I opened the front door just wide enough to peek out and behold, there stood a most beautiful young woman on my porch. My heart pounded in my chest as I wondered if God had finally sent me a woman after all this time. A fine job He did, I marveled as I eagerly swung the door open. This little lady was calendar girl material, standing a bit past five feet tall, maybe tipping the scales at a hundred pounds, her brunette hair blowing slightly in the breeze. Her green eyes locked onto mine as a warm smile came across her face.
"Hieee! My name is...well, I don't remember...and I'm representing a new company who specializes in floor maintenance."
Her eyes glanced down at the wood floor just inside the door as she continued, "We're out and about today just letting people know about us. How would you like for us to come in and buff those beautiful wood floors for you, no charge?"
My brain was now working at full speed as I responded, "Wow, that'd be great...you can buff my floor anytime, calendar girl."
Okay, I didn't really say that last part out loud but I admit it almost came out of my mouth. With my affirmation, she turned and motioned toward a car in the drive.

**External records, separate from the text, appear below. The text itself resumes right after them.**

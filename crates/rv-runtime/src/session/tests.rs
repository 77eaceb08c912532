use std::time::Duration;

use rv_core::EvalError;
use serde_json::json;
use tokio::io::{AsyncWriteExt, BufReader};

use super::*;

fn session(source: &str) -> Session {
    Session::from_source(source, PipelineOptions::default()).unwrap_or_else(|e| panic!("{e}"))
}

async fn run(session: &Session, input: &'static str) -> (RunStats, String) {
    let mut out = Vec::new();
    let stats = session.run_jsonl(input.as_bytes(), &mut out).await.unwrap();
    (stats, String::from_utf8(out).unwrap())
}

fn write_project(dir: &Path, script: &str, extra: &str) -> RivuletConfig {
    std::fs::write(dir.join("main.rv"), script).unwrap();
    format!("[pipeline]\nscript = \"main.rv\"\n{extra}")
        .parse()
        .unwrap()
}

#[tokio::test]
async fn jsonl_round_trip_skips_bad_lines() {
    let session = session("filter @.v > 1\npluck 'v'");
    let input = "{\"v\": 1}\n\n{\"v\": 2}\nnot json\n{\"v\": 3}\n";
    let (stats, out) = run(&session, input).await;
    assert_eq!(out, "2\n3\n");
    assert_eq!(
        stats,
        RunStats {
            events_in: 3,
            events_out: 2,
            skipped: 1,
        }
    );
}

#[tokio::test]
async fn empty_input_still_runs_reducers() {
    let session = session("!reduce $.accumulator + 1, 0");
    let (stats, out) = run(&session, "").await;
    assert_eq!(out, "0\n");
    assert_eq!(stats.events_in, 0);
    assert_eq!(stats.events_out, 1);
}

#[tokio::test]
async fn config_supplies_vars_and_context() {
    let dir = tempfile::tempdir().unwrap();
    let config = write_project(
        dir.path(),
        "map @ * $.factor\ntake $LIMIT",
        "[context]\nfactor = 10\n[vars]\nLIMIT = \"2\"\n",
    );
    let session = Session::from_config(&config, dir.path()).unwrap();
    let (_, out) = run(&session, "1\n2\n3\n").await;
    assert_eq!(out, "10\n20\n");
}

#[tokio::test]
async fn configured_bin_reducers_become_methods() {
    let dir = tempfile::tempdir().unwrap();
    let script = "map xy(@, 1)\nscan coarse($.accumulator, $.current), null\ntakeLast 1";
    let config = write_project(
        dir.path(),
        script,
        "[binning.coarse]\nmax_buckets = 4\nintervals = [10, 100]\n",
    );
    let session = Session::from_config(&config, dir.path()).unwrap();
    let (_, out) = run(&session, "1\n5\n12\n25\n").await;
    let buckets: Value = serde_json::from_str(out.trim()).unwrap();
    let buckets = buckets.as_object().unwrap();
    assert!(!buckets.is_empty() && buckets.len() <= 4);
    let total: u64 = buckets.values().map(|b| b["count"].as_u64().unwrap()).sum();
    assert_eq!(total, 4);

    assert!(Session::from_source(script, PipelineOptions::default()).is_err());
}

#[test]
fn bootstrap_failures_are_reported() {
    let dir = tempfile::tempdir().unwrap();
    let config: RivuletConfig = "[pipeline]\nscript = \"absent.rv\"\n".parse().unwrap();
    assert!(Session::from_config(&config, dir.path()).is_err());

    let config = write_project(dir.path(), "take $RIVULET_UNSET_LIMIT", "");
    assert!(Session::from_config(&config, dir.path()).is_err());

    let config = write_project(dir.path(), "frobnicate @", "");
    assert!(Session::from_config(&config, dir.path()).is_err());
}

#[tokio::test]
async fn evaluation_errors_end_the_run() {
    let mut engine = Engine::with_builtins();
    engine.add_pure("check", |args| match args.first().and_then(Value::as_i64) {
        Some(n) if n < 0 => Err(EvalError::Other("negative input".into())),
        _ => Ok(args.first().cloned().unwrap_or(Value::Null)),
    });
    let session = Session::compile("map check(@)", &engine, PipelineOptions::default()).unwrap();
    let mut out = Vec::new();
    let result = session.run_jsonl("1\n-1\n2\n".as_bytes(), &mut out).await;
    assert!(result.is_err());
    assert_eq!(String::from_utf8(out).unwrap(), "1\n");
}

#[tokio::test]
async fn cancellation_closes_the_input() {
    let session = session("map @ + 1");
    let (mut tx, rx) = tokio::io::duplex(64);
    tx.write_all(b"1\n2\n").await.unwrap();

    let cancel = session.cancel_token();
    tokio::spawn(async move {
        tokio::time::sleep(Duration::from_millis(20)).await;
        cancel.cancel();
    });

    let mut out = Vec::new();
    let stats = session.run_jsonl(BufReader::new(rx), &mut out).await.unwrap();
    assert_eq!(String::from_utf8(out).unwrap(), "2\n3\n");
    assert_eq!(stats.events_in, 2);
    drop(tx);
}

#[tokio::test]
async fn context_values_are_exposed() {
    let options = PipelineOptions {
        context: json!({"min": 2}),
        ..PipelineOptions::default()
    };
    let session = Session::from_source("filter @ >= $.min", options).unwrap();
    let (_, out) = run(&session, "1\n2\n3\n").await;
    assert_eq!(out, "2\n3\n");
}
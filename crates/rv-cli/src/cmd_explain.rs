use std::io::IsTerminal;
use std::path::PathBuf;

use anyhow::Result;

use rv_config::{load_script_with_env, parse_vars};
use rv_core::{Engine, Pipeline, Registry};
use rv_lang::{StageDesc, StageMode};

const BOLD: &str = "\x1b[1m";
const CYAN: &str = "\x1b[36m";
const DIM: &str = "\x1b[2m";
const RESET: &str = "\x1b[0m";

pub fn run(script: PathBuf, vars: Vec<String>) -> Result<()> {
    let var_map = parse_vars(&vars)?;
    let source = load_script_with_env(&script, &var_map)?;

    let registry = Registry::with_defaults();
    let pipeline = Pipeline::compile(&source, &registry, &Engine::with_builtins())
        .map_err(|e| anyhow::anyhow!("{}: {e}", script.display()))?;
    let program = pipeline.program();

    if !std::io::stdout().is_terminal() {
        print!("{program}");
        return Ok(());
    }

    println!("{BOLD}Pipeline:{RESET} {}", script.display());
    for line in program.to_string().lines() {
        println!("  {line}");
    }
    println!("{BOLD}Stages:{RESET}");
    for stage in program.stages() {
        let kind = registry
            .get(&stage.operator)
            .map(|decl| format!("{:?}", decl.kind))
            .unwrap_or_default();
        println!(
            "  {CYAN}{:<16}{RESET} {kind:<14} {DIM}{}{RESET}",
            stage.operator,
            describe(stage)
        );
    }
    Ok(())
}

fn describe(stage: &StageDesc) -> String {
    let mode = match stage.mode {
        StageMode::Normal => "per event",
        StageMode::Accumulator => "accumulator",
        StageMode::Immediate => "evaluated once",
    };
    format!("{mode}, {} argument(s)", stage.exprs.len())
}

A seemingly large crowd of people emerged and instantly appeared, bustling about my living room with alarming speed, unpacking several boxes of equipment and supplies. I blinked...and they disappeared before my very eyes, the calendar girl along with them. The only person left standing before me was a chubby little girl, definitely not calendar girl material. I peered out the window and saw the vehicle speeding away, like gypsies in the wind.
The chubby girl smiled and began her well-rehearsed speech.
"So, are you familiar with Kirby vacuum cleaners?"
I scowled, "Is this what you people are up to? Look, missy, I don't need a Kirby vacuum cleaner. I have one rug in the living room and carpet in my bedroom."
"Oh, these machines do so much more than vacuum your floor." she replied as she dutifully buffed about a one square foot section of my wood floor, "See, look at that shine!"
She then changed attachments and moved on to my rug, literally sucking the design off of it. I watched as I realized I was stuck with this chicklet until, well, who knows when. She had been abandoned at my doorstep like a burlap sack full of kittens.
Over the course of the next two hours, I watched as she sucked the mites out of my mattress, the feathers out of my pillows, and the demonstration of how this nifty machine could even be used as a screwdriver, I had to admit, was impressive. Finally, a knock came at the door and one lone person stepped into my living room. He introduced himself as the regional manager of the Kirby vacuum cleaner company, and wasn't I just completely overwhelmed with this machine? And...because I seemed like a wonderful guy in dire need of this contraption, I could purchase one for my very own for...not the regular price of two thousand dollars. No, today only it could be mine for the low price of seven hundred bucks and some change.
"Mister," I replied, "I need one of these like I need a boat out here in the desert of west Texas!"
I watched as they drove away, knowing that I had dodged a bullet. Had the calendar girl sucked the mites out of my mattress instead of Miss Chubby...I would have jumped at the chance to buy her machine. Had they only known my one weakness, they definitely would have left her behind.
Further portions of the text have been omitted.